Once you’ve confirmed access, change the password immediately, disable remote web access unless you specifically need it, and restrict management access to your internal network or a VPN.

Common Mistakes Installers Make

  • Assuming admin/admin universally works — current-generation UCM and phone models increasingly ship with unique per-device passwords instead
  • Exposing the web UI directly to the internet for remote convenience, without a VPN or IP allowlist
  • Not setting a recovery email on UCM systems before something goes wrong, closing off the easiest recovery path
  • Factory-resetting a production PBX as a first troubleshooting step, losing extension and trunk configuration that then has to be rebuilt
  • Reusing the same admin password across multiple client sites, so one compromised device puts every other deployment at risk

Alternatives to Manual Password Management

For businesses managing several Grandstream devices, Grandstream’s GDMS cloud platform allows centralized provisioning and credential management rather than logging into each device individually — worth considering once you’re past a handful of units, though it does add a layer of cloud dependency that some security-conscious deployments prefer to avoid.

There’s no single universal Grandstream password anymore — the right approach is to check the physical device label first, fall back to admin/admin on older hardware, and always change the default immediately after gaining access. For PBX systems specifically, setting up a recovery email during initial configuration will save you a factory reset later. If you’re deploying Grandstream hardware for a client, treat credential hygiene as part of the installation checklist, not an afterthought.

FAQ Section

Q: What is the default Grandstream username and password? A: The default username is almost always “admin.” The default password is “admin” on older routers, gateways, and PBX units, but many current-generation devices instead use a unique password printed on a label on the device itself.

Q: How do I find my Grandstream router’s default IP address? A: Check the label on the underside of the device first. If it’s not printed there, most Grandstream routers default to an address in the 192.168.x.x range, commonly 192.168.0.60 or 192.168.2.1 depending on the model.
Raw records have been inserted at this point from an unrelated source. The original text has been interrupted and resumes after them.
//! Classifier artifacts

use std::sync::Arc;

use attrition_common::{Error, Result};
use ndarray::{Array1, Array2};
use serde::Deserialize;

use super::Classifier;

/// Serialized classifier, tagged by model family
#[derive(Debug, Deserialize)]
#[serde(tag = "kind", rename_all = "snake_case")]
enum ClassifierArtifact {
    LogisticRegression { coef: Vec<f64>, intercept: f64 },
}

/// Decode a classifier artifact
pub fn load_classifier(json: &str) -> Result<Arc<dyn Classifier>> {
    let artifact: ClassifierArtifact = serde_json::from_str(json)
        .map_err(|e| Error::Artifact(format!("Invalid model artifact: {}", e)))?;

    match artifact {
        ClassifierArtifact::LogisticRegression { coef, intercept } => {
            if coef.is_empty() {
                return Err(Error::Artifact("Logistic regression has no coefficients".to_string()));
            }
            Ok(Arc::new(LogisticRegression::new(coef, intercept)))
        }
    }
}

/// Binary logistic regression
#[derive(Debug, Clone)]
pub struct LogisticRegression {
    coef: Array1<f64>,
    intercept: f64,
}

impl LogisticRegression {
    pub fn new(coef: Vec<f64>, intercept: f64) -> Self {
        Self {
            coef: Array1::from(coef),
            intercept,
        }
    }

    /// Log-odds of attrition per row
    pub fn decision_function(&self, x: &Array2<f64>) -> Result<Array1<f64>> {
        if x.ncols() != self.coef.len() {
            return Err(Error::Internal(format!(
                "X has {} features, but the classifier expects {} features as input",
                x.ncols(),
                self.coef.len()
            )));
        }
        Ok(x.dot(&self.coef) + self.intercept)
    }
}

fn sigmoid(z: f64) -> f64 {
    1.0 / (1.0 + (-z).exp())
}

impl Classifier for LogisticRegression {
    fn predict(&self, x: &Array2<f64>) -> Result<Vec<u8>> {
        Ok(self
            .decision_function(x)?
            .iter()
            .map(|z| u8::from(*z > 0.0))
            .collect())
    }

    fn predict_proba(&self, x: &Array2<f64>) -> Result<Array2<f64>> {
        let z = self.decision_function(x)?;
        let mut proba = Array2::zeros((z.len(), 2));
        for (i, zi) in z.iter().enumerate() {
            let p = sigmoid(*zi);
            proba[[i, 0]] = 1.0 - p;
            proba[[i, 1]] = p;
        }
        Ok(proba)
    }

    fn coefficients(&self) -> Option<&[f64]> {
        self.coef.as_slice()
    }
}

#[cfg(test)]
mod tests {
    use super::*;
    use ndarray::array;

    #[test]
    fn test_zero_decision_is_even_odds() {
        let model = LogisticRegression::new(vec![1.0, -1.0], 0.0);
        let x = array![[2.0, 2.0], [3.0, 0.0]];

        let proba = model.predict_proba(&x).unwrap();
        assert_eq!(proba[[0, 1]], 0.5);
        assert!((proba[[1, 1]] - sigmoid(3.0)).abs() < 1e-12);
        assert!((proba[[1, 0]] + proba[[1, 1]] - 1.0).abs() < 1e-12);

        assert_eq!(model.predict(&x).unwrap(), vec![0, 1]);
    }

    #[test]
    fn test_width_mismatch_is_error() {
        let model = LogisticRegression::new(vec![1.0, 2.0, 3.0], 0.5);
        let x = array![[1.0, 2.0]];
        assert!(model.predict_proba(&x).is_err());
    }

    #[test]
    fn test_load_from_json() {
        let json = r#"{"kind": "logistic_regression", "coef": [0.5, -0.25], "intercept": -1.0}"#;
        let model = load_classifier(json).unwrap();
        assert_eq!(model.coefficients(), Some(&[0.5, -0.25][..]));
    }

    #[test]
    fn test_unknown_kind_rejected() {
        let err = load_classifier(r#"{"kind": "random_forest", "trees": []}"#).err().unwrap();
        assert!(matches!(err, Error::Artifact(_)));
    }
}
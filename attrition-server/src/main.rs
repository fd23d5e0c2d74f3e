//! attrition-server - HR attrition analytics HTTP service
//!
//! Loads the trained preprocessor and classifier once, then serves upload,
//! exploration and prediction endpoints until interrupted.

use std::path::PathBuf;
use std::sync::Arc;

use anyhow::{Context, Result};
use attrition_common::config::TomlConfig;
use attrition_server::model::ModelArtifacts;
use attrition_server::{build_router, AppState, HttpSettings};
use clap::Parser;
use tokio::signal;
use tracing::{error, info};
use tracing_subscriber::{layer::SubscriberExt, util::SubscriberInitExt, EnvFilter};

/// Command-line arguments for attrition-server
#[derive(Parser, Debug)]
#[command(name = "attrition-server")]
#[command(about = "HR attrition analytics service")]
#[command(version)]
struct Args {
    /// TOML configuration file
    #[arg(short, long, env = "ATTRITION_CONFIG")]
    config: Option<PathBuf>,

    /// Interface to bind
    #[arg(long, env = "ATTRITION_HOST")]
    host: Option<String>,

    /// Port to listen on
    #[arg(short, long, env = "ATTRITION_PORT")]
    port: Option<u16>,

    /// Directory holding the model artifacts (its parent is also searched)
    #[arg(long, env = "ATTRITION_ARTIFACT_DIR")]
    artifact_dir: Option<PathBuf>,
}

#[tokio::main]
async fn main() -> Result<()> {
    let args = Args::parse();

    let mut config =
        TomlConfig::load(args.config.as_deref()).context("Failed to load configuration")?;
    config.apply_overrides(args.host, args.port, args.artifact_dir);

    // RUST_LOG wins over the configured level
    tracing_subscriber::registry()
        .with(
            EnvFilter::try_from_default_env()
                .unwrap_or_else(|_| EnvFilter::new(&config.logging.level)),
        )
        .with(tracing_subscriber::fmt::layer())
        .init();

    info!("Starting attrition-server v{}", env!("CARGO_PKG_VERSION"));

    let model_path = config.model_path().context("Model artifact not found")?;
    let preprocessor_path = config
        .preprocessor_path()
        .context("Preprocessor artifact not found")?;
    info!("Model artifact: {}", model_path.display());
    info!("Preprocessor artifact: {}", preprocessor_path.display());

    let artifacts = ModelArtifacts::load(&model_path, &preprocessor_path)
        .context("Failed to load model artifacts")?;
    info!("✓ Model and preprocessor loaded");

    let state = AppState::new(Some(Arc::new(artifacts)), HttpSettings::from(&config));
    let app = build_router(state);

    let listener = tokio::net::TcpListener::bind((config.host.as_str(), config.port))
        .await
        .with_context(|| format!("Failed to bind to {}:{}", config.host, config.port))?;
    info!("attrition-server listening on http://{}:{}", config.host, config.port);
    info!("Health check: http://{}:{}/health", config.host, config.port);

    axum::serve(listener, app)
        .with_graceful_shutdown(shutdown_signal())
        .await
        .context("Server error")?;

    info!("Server shutdown complete");
    Ok(())
}

/// Resolves on Ctrl+C or SIGTERM
async fn shutdown_signal() {
    let ctrl_c = async {
        if let Err(e) = signal::ctrl_c().await {
            error!("Failed to listen for Ctrl+C: {}", e);
            std::future::pending::<()>().await;
        }
    };

    #[cfg(unix)]
    let terminate = async {
        match signal::unix::signal(signal::unix::SignalKind::terminate()) {
            Ok(mut sigterm) => {
                sigterm.recv().await;
            }
            Err(e) => {
                error!("Failed to install SIGTERM handler: {}", e);
                std::future::pending::<()>().await;
            }
        }
    };

    #[cfg(not(unix))]
    let terminate = std::future::pending::<()>();

    tokio::select! {
        _ = ctrl_c => {
            info!("Received Ctrl+C, shutting down");
        },
        _ = terminate => {
            info!("Received terminate signal, shutting down");
        },
    }
}
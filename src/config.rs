use crate::geometry::Size;
use serde::{Deserialize, Serialize};

/// Configuration the host passes when constructing a
/// [`FlowDesigner`](crate::FlowDesigner).
#[derive(Debug, Clone, PartialEq, Serialize, Deserialize)]
#[serde(default)]
pub struct EditorConfig {
    /// Canvas viewport size, used for grid generation (default: 800x600).
    pub view_size: Size,
    /// Grid spacing in canvas units (default: 20.0).
    pub grid_size: f32,
    /// Panic when a connection refers to a missing block or pin instead of
    /// dropping it (default: on in debug builds).
    pub strict_references: bool,
}

impl Default for EditorConfig {
    fn default() -> Self {
        Self {
            view_size: Size::new(800.0, 600.0),
            grid_size: 20.0,
            strict_references: cfg!(debug_assertions),
        }
    }
}

impl EditorConfig {
    pub fn new(view_size: Size, grid_size: f32) -> Self {
        Self {
            view_size,
            grid_size,
            ..Self::default()
        }
    }

    pub fn with_strict_references(mut self, strict: bool) -> Self {
        self.strict_references = strict;
        self
    }
}
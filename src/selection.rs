use crate::graph::{BlockId, ConnectionId};

/// What is currently selected: at most one block or one connection, never both.
#[derive(Debug, Clone, Copy, Default, PartialEq, Eq)]
pub enum Selection {
    #[default]
    None,
    Block(BlockId),
    Connection(ConnectionId),
}

impl Selection {
    pub fn block(&self) -> Option<BlockId> {
        match self {
            Selection::Block(id) => Some(*id),
            _ => None,
        }
    }

    pub fn connection(&self) -> Option<ConnectionId> {
        match self {
            Selection::Connection(id) => Some(*id),
            _ => None,
        }
    }

    pub fn is_empty(&self) -> bool {
        matches!(self, Selection::None)
    }

    /// Select a block, dropping any selected connection.
    pub fn select_block(&mut self, id: BlockId) {
        *self = Selection::Block(id);
    }

    /// Select a connection, dropping any selected block.
    pub fn select_connection(&mut self, id: ConnectionId) {
        *self = Selection::Connection(id);
    }

    pub fn clear(&mut self) {
        *self = Selection::None;
    }

    /// Forget the selection if it refers to `id` (block or connection).
    pub fn forget(&mut self, id: uuid::Uuid) {
        if self.block() == Some(id) || self.connection() == Some(id) {
            self.clear();
        }
    }
}
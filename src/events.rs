//! Event routing for the flow editor.
//!
//! The rendering layer forwards raw pointer input tagged with the element it
//! happened on. [`EventRouter`] classifies it: element input becomes a
//! [`FlowEvent`] published on the [`EventBus`], canvas input goes straight to
//! the designer. Other UI components (toolbars, inspectors) subscribe to the
//! bus to react to graph edits.
//!
//! # Example
//!
//! ```
//! use flow_designer::{
//!     EditorConfig, ElementTarget, EventBus, EventRouter, FlowDesigner, PointerEvent,
//!     PointerGesture, RawInput, TemplateRegistry,
//! };
//! use std::cell::RefCell;
//! use std::rc::Rc;
//!
//! let designer = Rc::new(RefCell::new(FlowDesigner::new(
//!     EditorConfig::default(),
//!     TemplateRegistry::with_logic_gates(),
//! )));
//! let bus = Rc::new(EventBus::new());
//! let router = EventRouter::new(bus.clone(), designer.clone());
//!
//! router.route(RawInput::new(
//!     ElementTarget::Canvas,
//!     PointerGesture::Down,
//!     PointerEvent::at(10.0, 10.0),
//! ));
//! assert!(designer.borrow().selection().is_empty());
//! ```

use crate::designer::FlowDesigner;
use crate::geometry::Offset;
use crate::graph::{BlockId, ConnectionId, PinId};
use std::cell::{Cell, RefCell};
use std::collections::VecDeque;
use std::fmt;
use std::rc::Rc;

/// Raw pointer input in canvas coordinates.
#[derive(Debug, Clone, Copy, PartialEq)]
pub struct PointerEvent {
    pub pointer_id: i32,
    pub position: Offset,
}

impl PointerEvent {
    pub fn new(pointer_id: i32, position: Offset) -> Self {
        Self { pointer_id, position }
    }

    /// Primary pointer at `(x, y)`.
    pub fn at(x: f32, y: f32) -> Self {
        Self::new(1, Offset::new(x, y))
    }
}

#[derive(Debug, Clone, PartialEq, Eq)]
pub enum Key {
    Delete,
    Escape,
    Other(String),
}

#[derive(Debug, Clone, Copy, PartialEq, Eq, Hash)]
pub enum ElementKind {
    Block,
    /// A block's input/output terminal
    Pin,
    /// The path of a connection still being drawn
    Connecting,
    Connection,
}

#[derive(Debug, Clone, Copy, PartialEq, Eq, Hash)]
pub enum PointerGesture {
    Move,
    Over,
    Enter,
    Leave,
    Down,
    Up,
}

/// One domain event name per element kind and gesture.
#[derive(Debug, Clone, Copy, PartialEq, Eq, Hash)]
pub struct EventName {
    pub element: ElementKind,
    pub gesture: PointerGesture,
}

impl EventName {
    pub const fn new(element: ElementKind, gesture: PointerGesture) -> Self {
        Self { element, gesture }
    }

    pub fn as_str(&self) -> &'static str {
        use ElementKind as E;
        use PointerGesture as G;
        match (self.element, self.gesture) {
            (E::Block, G::Move) => "blockPointerMove",
            (E::Block, G::Over) => "blockPointerOver",
            (E::Block, G::Enter) => "blockPointerEnter",
            (E::Block, G::Leave) => "blockPointerLeave",
            (E::Block, G::Down) => "blockPointerDown",
            (E::Block, G::Up) => "blockPointerUp",
            (E::Pin, G::Move) => "blockIOPointerMove",
            (E::Pin, G::Over) => "blockIOPointerOver",
            (E::Pin, G::Enter) => "blockIOPointerEnter",
            (E::Pin, G::Leave) => "blockIOPointerLeave",
            (E::Pin, G::Down) => "blockIOPointerDown",
            (E::Pin, G::Up) => "blockIOPointerUp",
            (E::Connecting, G::Move) => "connectingPointerMove",
            (E::Connecting, G::Over) => "connectingPointerOver",
            (E::Connecting, G::Enter) => "connectingPointerEnter",
            (E::Connecting, G::Leave) => "connectingPointerLeave",
            (E::Connecting, G::Down) => "connectingPointerDown",
            (E::Connecting, G::Up) => "connectingPointerUp",
            (E::Connection, G::Move) => "connectionPointerMove",
            (E::Connection, G::Over) => "connectionPointerOver",
            (E::Connection, G::Enter) => "connectionPointerEnter",
            (E::Connection, G::Leave) => "connectionPointerLeave",
            (E::Connection, G::Down) => "connectionPointerDown",
            (E::Connection, G::Up) => "connectionPointerUp",
        }
    }
}

impl fmt::Display for EventName {
    fn fmt(&self, f: &mut fmt::Formatter<'_>) -> fmt::Result {
        f.write_str(self.as_str())
    }
}

/// The element a domain event is about.
#[derive(Debug, Clone, Copy, PartialEq, Eq)]
pub enum FlowTarget {
    Block(BlockId),
    Pin { block: BlockId, pin: PinId },
    Connecting,
    Connection(ConnectionId),
}

impl FlowTarget {
    pub fn kind(&self) -> ElementKind {
        match self {
            FlowTarget::Block(_) => ElementKind::Block,
            FlowTarget::Pin { .. } => ElementKind::Pin,
            FlowTarget::Connecting => ElementKind::Connecting,
            FlowTarget::Connection(_) => ElementKind::Connection,
        }
    }
}

/// A classified pointer event: what it touched plus the raw input.
#[derive(Debug, Clone, Copy, PartialEq)]
pub struct FlowEvent {
    pub gesture: PointerGesture,
    pub target: FlowTarget,
    pub pointer: PointerEvent,
}

impl FlowEvent {
    pub fn name(&self) -> EventName {
        EventName::new(self.target.kind(), self.gesture)
    }
}

/// Which events a subscriber receives.
#[derive(Debug, Clone, Copy, PartialEq, Eq)]
pub enum EventFilter {
    All,
    Element(ElementKind),
    Name(EventName),
}

impl EventFilter {
    pub fn matches(&self, event: &FlowEvent) -> bool {
        match self {
            EventFilter::All => true,
            EventFilter::Element(kind) => event.target.kind() == *kind,
            EventFilter::Name(name) => event.name() == *name,
        }
    }
}

#[derive(Debug, Clone, Copy, PartialEq, Eq, Hash)]
pub struct SubscriptionId(u64);

struct Subscriber {
    id: SubscriptionId,
    filter: EventFilter,
    handler: Box<dyn FnMut(&FlowEvent)>,
}

/// Synchronous publish/subscribe bus for [`FlowEvent`]s.
///
/// Handlers run in registration order. An event emitted while a dispatch is
/// running is queued and delivered after the current event has reached every
/// handler, so handlers never re-enter each other.
#[derive(Default)]
pub struct EventBus {
    subscribers: RefCell<Vec<Subscriber>>,
    queue: RefCell<VecDeque<FlowEvent>>,
    removed: RefCell<Vec<SubscriptionId>>,
    /// Subscribers moved out of `subscribers` by the running dispatch
    in_flight: RefCell<Vec<SubscriptionId>>,
    dispatching: Cell<bool>,
    next_id: Cell<u64>,
}

impl EventBus {
    pub fn new() -> Self {
        Self::default()
    }

    pub fn subscribe<F>(&self, filter: EventFilter, handler: F) -> SubscriptionId
    where
        F: FnMut(&FlowEvent) + 'static,
    {
        let id = SubscriptionId(self.next_id.get());
        self.next_id.set(self.next_id.get() + 1);
        self.subscribers.borrow_mut().push(Subscriber {
            id,
            filter,
            handler: Box::new(handler),
        });
        id
    }

    pub fn unsubscribe(&self, id: SubscriptionId) {
        self.subscribers.borrow_mut().retain(|s| s.id != id);
        if self.dispatching.get() {
            self.removed.borrow_mut().push(id);
        }
    }

    /// Live subscriptions, including from inside a handler.
    pub fn subscriber_count(&self) -> usize {
        let removed = self.removed.borrow();
        let in_flight = self.in_flight.borrow();
        let subscribers = self.subscribers.borrow();
        in_flight
            .iter()
            .chain(subscribers.iter().map(|s| &s.id))
            .filter(|id| !removed.contains(id))
            .count()
    }

    pub fn emit(&self, event: FlowEvent) {
        self.queue.borrow_mut().push_back(event);
        if self.dispatching.get() {
            return;
        }

        self.dispatching.set(true);
        loop {
            let next = self.queue.borrow_mut().pop_front();
            let Some(event) = next else { break };
            self.dispatch(&event);
        }
        self.dispatching.set(false);

        let removed = std::mem::take(&mut *self.removed.borrow_mut());
        if !removed.is_empty() {
            self.subscribers.borrow_mut().retain(|s| !removed.contains(&s.id));
        }
    }

    fn dispatch(&self, event: &FlowEvent) {
        // Handlers may subscribe while we run; those land in the emptied list
        // and are merged back afterwards.
        let mut active = std::mem::take(&mut *self.subscribers.borrow_mut());
        *self.in_flight.borrow_mut() = active.iter().map(|s| s.id).collect();
        for subscriber in active.iter_mut() {
            if self.removed.borrow().contains(&subscriber.id) {
                continue;
            }
            if subscriber.filter.matches(event) {
                (subscriber.handler)(event);
            }
        }
        let mut subscribers = self.subscribers.borrow_mut();
        active.append(&mut subscribers);
        *subscribers = active;
        self.in_flight.borrow_mut().clear();
    }
}

/// What the rendering layer says an input happened on.
#[derive(Debug, Clone, Copy, PartialEq, Eq)]
pub enum ElementTarget {
    /// The canvas background
    Canvas,
    Block(BlockId),
    Pin { block: BlockId, pin: PinId },
    Connecting,
    Connection(ConnectionId),
}

/// Element-tagged input as forwarded by the rendering layer.
#[derive(Debug, Clone, Copy, PartialEq)]
pub struct RawInput {
    pub target: ElementTarget,
    pub gesture: PointerGesture,
    pub pointer: PointerEvent,
}

impl RawInput {
    pub fn new(target: ElementTarget, gesture: PointerGesture, pointer: PointerEvent) -> Self {
        Self {
            target,
            gesture,
            pointer,
        }
    }

    /// Classify into a domain event. Canvas input has no domain event.
    pub fn classify(&self) -> Option<FlowEvent> {
        let target = match self.target {
            ElementTarget::Canvas => return None,
            ElementTarget::Block(id) => FlowTarget::Block(id),
            ElementTarget::Pin { block, pin } => FlowTarget::Pin { block, pin },
            ElementTarget::Connecting => FlowTarget::Connecting,
            ElementTarget::Connection(id) => FlowTarget::Connection(id),
        };
        Some(FlowEvent {
            gesture: self.gesture,
            target,
            pointer: self.pointer,
        })
    }
}

/// Register the designer's pointer handlers on the bus.
///
/// Call once at startup. The handler borrows the designer mutably for each
/// event, so nobody may hold a borrow of it while emitting.
pub fn configure_pointer_events(
    bus: &EventBus,
    designer: Rc<RefCell<FlowDesigner>>,
) -> SubscriptionId {
    bus.subscribe(EventFilter::All, move |event| {
        designer.borrow_mut().handle_flow_event(event);
    })
}

/// Entry point for raw input from the rendering layer.
pub struct EventRouter {
    bus: Rc<EventBus>,
    designer: Rc<RefCell<FlowDesigner>>,
}

impl EventRouter {
    /// Create a router and register the designer's handlers on `bus`.
    pub fn new(bus: Rc<EventBus>, designer: Rc<RefCell<FlowDesigner>>) -> Self {
        configure_pointer_events(&bus, designer.clone());
        Self { bus, designer }
    }

    pub fn bus(&self) -> &Rc<EventBus> {
        &self.bus
    }

    pub fn route(&self, input: RawInput) {
        match input.classify() {
            Some(event) => self.bus.emit(event),
            None => self.route_canvas(input.gesture, input.pointer),
        }
    }

    fn route_canvas(&self, gesture: PointerGesture, pointer: PointerEvent) {
        let mut designer = self.designer.borrow_mut();
        match gesture {
            PointerGesture::Down => designer.canvas_pointer_down(pointer),
            PointerGesture::Move => designer.pointer_move(pointer),
            PointerGesture::Up => designer.pointer_up(pointer),
            PointerGesture::Leave => designer.pointer_leave(),
            PointerGesture::Enter | PointerGesture::Over => {}
        }
    }

    pub fn route_key(&self, key: &Key) {
        self.designer.borrow_mut().key_up(key);
    }
}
Q: I forgot my Grandstream UCM admin password — can I recover it? A: If you set up a recovery email during initial configuration, use the “Forget Password” link on the login page to have it emailed to you. Without a recovery email, a factory reset from the LCD menu is the only option.

Q: Can I recover a UCM password after I deliberately changed it? A: No. Once an admin password is manually changed and then forgotten, there is no recovery path other than a full factory reset, which erases your custom configuration.

Q: Why doesn’t admin/admin work on my new Grandstream phone or PBX? A: Grandstream has moved many current-generation devices to unique, per-unit passwords printed on the hardware label, as a security improvement over the older shared default.

Q: Is it safe to leave a Grandstream device on its default password? A: No. Default credentials are publicly documented, and any internet-reachable device left on defaults is a common target — particularly VoIP PBX systems, which attackers exploit to place unauthorized international calls.

Q: What should I do immediately after logging in for the first time? A: Change the default password, set up a recovery email if it’s a UCM PBX, and restrict web UI access to your internal network rather than exposing it directly to the internet.

Q: Does a factory reset always restore admin/admin as the login? A: On most devices, yes — a factory reset returns credentials to the manufacturer default. On newer units with a label-printed password, the reset restores that original label password rather than “admin.”